The frustration came from having to spend tens of thousands of dollars on legal fees when we were just setting out, it’s prohibitively expensive creating a business’s structure to limit your risk and liability with legal documents. Businesses should spend the money they use to get their legs in order on developing an MVP instead. Or hiring resources to help accelerate the growth of the business.
Ultimately registering companies, protecting IP, and creating shareholders agreements are all a necessity, a necessity that comes with an extraordinary price tag.
Starting several business, we noticed that the legal process was easily replicable. The contracts we had drafted for each of the businesses were almost identical, aside from a few individual clauses or elements that varied based on the business’s objective. The reality was that the firms were charging us hundreds of dollars an hour to do data entry into a boiler plate. The same boilerplate the vast majority of firms used.

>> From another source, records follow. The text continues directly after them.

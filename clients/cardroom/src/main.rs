mod autoplay;
mod prompt;
mod render;
mod seat;

use autoplay::AutoSeat;
use baccarat::BetTarget;
use clap::{Parser, Subcommand, ValueEnum};
use prompt::BetError;
use seat::TerminalSeat;
use std::io;

type BoxErr = Box<dyn std::error::Error + Send + Sync>;

// Cents.
const BACCARAT_BANKROLL: u64 = 100_000;
const BLACKJACK_BANKROLL: u64 = 10_000;

#[derive(Parser)]
#[command(name = "cardroom", about = "Shoe-dealt baccarat and blackjack in the terminal")]
struct Cli {
    /// Starting bankroll in dollars [default: 1000 for baccarat, 100 for blackjack]
    #[arg(long, env = "CARDROOM_BANKROLL", global = true, value_parser = prompt::parse_money)]
    bankroll: Option<u64>,

    /// Seed the shoe for a reproducible session
    #[arg(long, env = "CARDROOM_SEED", global = true)]
    seed: Option<u64>,

    /// Decks in the shoe [default: 8 for baccarat, 6 for blackjack]
    #[arg(long, global = true)]
    decks: Option<u8>,

    /// Reshuffle before a round when fewer cards than this remain
    #[arg(long, global = true)]
    reshuffle_threshold: Option<usize>,

    /// Print each round report as a JSON line; prompts move to stderr
    #[arg(long, global = true)]
    json: bool,

    #[command(subcommand)]
    command: Command,
}

#[derive(Subcommand)]
enum Command {
    /// Punto banco: bet on player, banker or tie
    Baccarat {
        /// Play this many rounds without prompts
        #[arg(long)]
        autoplay: Option<usize>,

        /// Flat stake for autoplay, in dollars
        #[arg(long, default_value = "10", value_parser = prompt::parse_money)]
        bet: u64,

        /// Side backed during autoplay
        #[arg(long, value_enum, default_value = "banker")]
        on: Side,
    },
    /// Single-hand blackjack against the dealer
    Blackjack {
        /// Play this many rounds by basic strategy without prompts
        #[arg(long)]
        autoplay: Option<usize>,

        /// Flat stake for autoplay, in dollars
        #[arg(long, default_value = "10", value_parser = prompt::parse_money)]
        bet: u64,
    },
}

#[derive(Clone, Copy, ValueEnum)]
enum Side {
    Player,
    Banker,
    Tie,
}

impl From<Side> for BetTarget {
    fn from(side: Side) -> Self {
        match side {
            Side::Player => BetTarget::Player,
            Side::Banker => BetTarget::Banker,
            Side::Tie => BetTarget::Tie,
        }
    }
}

fn main() {
    dotenvy::dotenv().ok();
    env_logger::Builder::from_env(env_logger::Env::default().default_filter_or("warn")).init();

    let cli = Cli::parse();

    let result = match cli.command {
        Command::Baccarat { autoplay, bet, on } => run_baccarat(&cli, autoplay, bet, on.into()),
        Command::Blackjack { autoplay, bet } => run_blackjack(&cli, autoplay, bet),
    };
    if let Err(e) = result {
        log::error!("Session failed: {e}");
        std::process::exit(1);
    }
}

fn check_stake(stake: u64, bankroll: u64) -> Result<(), BetError> {
    if stake == 0 {
        return Err(BetError::NotPositive);
    }
    if stake > bankroll {
        return Err(BetError::ExceedsBankroll { bankroll });
    }
    Ok(())
}

fn run_baccarat(
    cli: &Cli,
    autoplay: Option<usize>,
    stake: u64,
    target: BetTarget,
) -> Result<(), BoxErr> {
    let defaults = baccarat::TableRules::default();
    let rules = baccarat::TableRules::new(
        cli.decks.unwrap_or(defaults.num_decks),
        cli.reshuffle_threshold.unwrap_or(defaults.reshuffle_threshold),
    )?;
    log::info!(
        "Baccarat: {} decks, reshuffle below {} cards",
        rules.num_decks,
        rules.reshuffle_threshold
    );
    let mut table = match cli.seed {
        Some(seed) => baccarat::Table::seeded(rules, seed),
        None => baccarat::Table::new(rules),
    };
    let bankroll = cli.bankroll.unwrap_or(BACCARAT_BANKROLL);

    match autoplay {
        Some(rounds) => {
            check_stake(stake, bankroll)?;
            let mut seat = AutoSeat::new(io::stdout(), bankroll, stake, rounds, cli.json)
                .backing(target);
            while table.play_next(&mut seat)?.is_some() {}
            finish_autoplay(&seat, cli.json);
        }
        None => {
            let mut seat = TerminalSeat::new(
                io::stdin().lock(),
                io::stdout(),
                io::stderr(),
                bankroll,
                cli.json,
            );
            seat.greet("Terminal Baccarat (Punto Banco)");
            while table.play_next(&mut seat)?.is_some() {}
            seat.farewell();
        }
    }
    Ok(())
}

fn run_blackjack(cli: &Cli, autoplay: Option<usize>, stake: u64) -> Result<(), BoxErr> {
    let defaults = blackjack::GameRules::default();
    let rules = blackjack::GameRules::new(
        cli.decks.unwrap_or(defaults.num_decks),
        cli.reshuffle_threshold.unwrap_or(defaults.reshuffle_threshold),
    )?;
    log::info!(
        "Blackjack: {} decks, reshuffle below {} cards, dealer stands on 17",
        rules.num_decks,
        rules.reshuffle_threshold
    );
    let mut table = match cli.seed {
        Some(seed) => blackjack::Table::seeded(rules, seed),
        None => blackjack::Table::new(rules),
    };
    let bankroll = cli.bankroll.unwrap_or(BLACKJACK_BANKROLL);

    match autoplay {
        Some(rounds) => {
            check_stake(stake, bankroll)?;
            let mut seat = AutoSeat::new(io::stdout(), bankroll, stake, rounds, cli.json);
            while table.play_next(&mut seat)?.is_some() {}
            finish_autoplay(&seat, cli.json);
        }
        None => {
            let mut seat = TerminalSeat::new(
                io::stdin().lock(),
                io::stdout(),
                io::stderr(),
                bankroll,
                cli.json,
            );
            seat.greet("Blackjack: dealer stands on all 17s, blackjack pays 3:2");
            while table.play_next(&mut seat)?.is_some() {}
            seat.farewell();
        }
    }
    Ok(())
}

fn finish_autoplay<W: io::Write>(seat: &AutoSeat<W>, json: bool) {
    if json {
        if let Some(line) = render::json_line(&seat.tally()) {
            println!("{line}");
        }
    } else {
        println!("{}", seat.summary());
    }
}
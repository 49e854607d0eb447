//! Parsing of what the player types at the table. Money is held in cents.

use baccarat::BetTarget;
use blackjack::Action;
use thiserror::Error;

/// Why a typed wager was refused. Every variant is recoverable: the seat
/// prints the message and asks again.
#[derive(Error, Debug, Clone, PartialEq, Eq)]
pub enum BetError {
    #[error("Enter an amount like 50 or 12.50.")]
    NotANumber,

    #[error("Bet must be positive.")]
    NotPositive,

    #[error(
        "You don't have enough bankroll for that bet (bankroll ${}.{:02}).",
        .bankroll / 100,
        .bankroll % 100
    )]
    ExceedsBankroll { bankroll: u64 },

    #[error("Invalid choice. Please enter p, b, or t.")]
    UnknownTarget,
}

pub fn is_quit(input: &str) -> bool {
    matches!(input.trim().to_ascii_lowercase().as_str(), "q" | "quit" | "exit")
}

pub fn parse_target(input: &str) -> Result<BetTarget, BetError> {
    match input.trim().to_ascii_lowercase().as_str() {
        "p" | "player" => Ok(BetTarget::Player),
        "b" | "banker" => Ok(BetTarget::Banker),
        "t" | "tie" => Ok(BetTarget::Tie),
        _ => Err(BetError::UnknownTarget),
    }
}

/// Parses `12`, `12.5`, `$12.50` or `-3` into signed cents. At most two
/// decimals are accepted.
pub fn parse_cents(input: &str) -> Result<i64, BetError> {
    let text = input.trim().trim_start_matches('$');
    let (negative, digits) = match text.strip_prefix('-') {
        Some(rest) => (true, rest),
        None => (false, text),
    };
    let (whole, fraction) = digits.split_once('.').unwrap_or((digits, ""));
    let all_digits = |s: &str| s.bytes().all(|b| b.is_ascii_digit());
    if (whole.is_empty() && fraction.is_empty())
        || fraction.len() > 2
        || !all_digits(whole)
        || !all_digits(fraction)
    {
        return Err(BetError::NotANumber);
    }

    let dollars: i64 = if whole.is_empty() {
        0
    } else {
        whole.parse().map_err(|_| BetError::NotANumber)?
    };
    let cents: i64 = match fraction.len() {
        0 => 0,
        1 => fraction.parse::<i64>().map_err(|_| BetError::NotANumber)? * 10,
        _ => fraction.parse().map_err(|_| BetError::NotANumber)?,
    };
    let total = dollars
        .checked_mul(100)
        .and_then(|c| c.checked_add(cents))
        .ok_or(BetError::NotANumber)?;
    Ok(if negative { -total } else { total })
}

/// A positive amount of money, for command-line flags.
pub fn parse_money(input: &str) -> Result<u64, BetError> {
    match parse_cents(input)? {
        cents if cents <= 0 => Err(BetError::NotPositive),
        cents => Ok(cents as u64),
    }
}

/// Parses a stake in dollars and checks it against the bankroll (cents).
pub fn parse_amount(input: &str, bankroll: u64) -> Result<u64, BetError> {
    let amount = parse_money(input)?;
    if amount > bankroll {
        return Err(BetError::ExceedsBankroll { bankroll });
    }
    Ok(amount)
}

/// `None` for anything unrecognised, including a double that isn't on offer.
pub fn parse_action(input: &str, can_double: bool) -> Option<Action> {
    match input.trim().to_ascii_lowercase().as_str() {
        "h" | "hit" => Some(Action::Hit),
        "s" | "stand" => Some(Action::Stand),
        "d" | "double" | "double down" if can_double => Some(Action::Double),
        _ => None,
    }
}

/// Answer to "play another round?". An empty line means yes; `None` asks again.
pub fn parse_continue(input: &str) -> Option<bool> {
    let answer = input.trim().to_ascii_lowercase();
    match answer.as_str() {
        "" | "y" | "yes" => Some(true),
        "n" | "no" => Some(false),
        _ if is_quit(&answer) => Some(false),
        _ => None,
    }
}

It wasn’t long before we realised we could create huge efficiencies by using smart technology. which allows us to provide online legal services at a fraction of the time, cost and complexity of the traditional model.
With 2 million businesses in Australia, and a legal industry valued at $21 billion per year. We realised how big the opportunity to commoditize legal services was.”
How would you describe LawPath’s value-add for companies?
“It’s an easy sell, our platform provides fast, affordable and more importantly, easy-to-use legal products and services usually at 1/10th the price of a traditional law firm.”
We offer over 170 different legal products ranging from creating trusts, company and trade mark registration, to almost any legal document needed to start or run a business.
We also give our customers access to a curated network of over 577 of Australia’s best lawyers. Who will give you a free consultation when you connect via LawPath. Online legal products won’t always provide you with the right solution. In those times we want to help our clients connect with the right lawyer with the experience and expertise to help them.
Who are LawPath’s key team members?
“We’re still a relatively small team and every member is key to the success we’ve had to date. We’ve got experience with some of the biggest and best tech companies and startups in Australia. The world includes BigCommerce, Tom Waterhouse, Minter Ellison, Getty Images, Spreets and Pollenizer.
We also have an amazing Advisory Board boasting experience working at C level in companies. Including Apple, Oracle, Stanford, Google and NASA…
In my experience the team is everything, you can have the best idea in the largest market with unlimited demand. You can even have millions in funding, but without the right team you’ll never successfully execute.”
The Asia-Pacific legal market is growing rapidly, where do you see LawPath offering services in Asia in the next 5 years? In the next 10 years?
Andreasen: “Thanks to our partnership with the Global leader in legal content and technology LexisNexis. We built ready-to-scale into international markets from day one.
Our platform has been built in a way where we can swap out our precedents for local precedents and we will likely start with countries with a legal system based on common law.”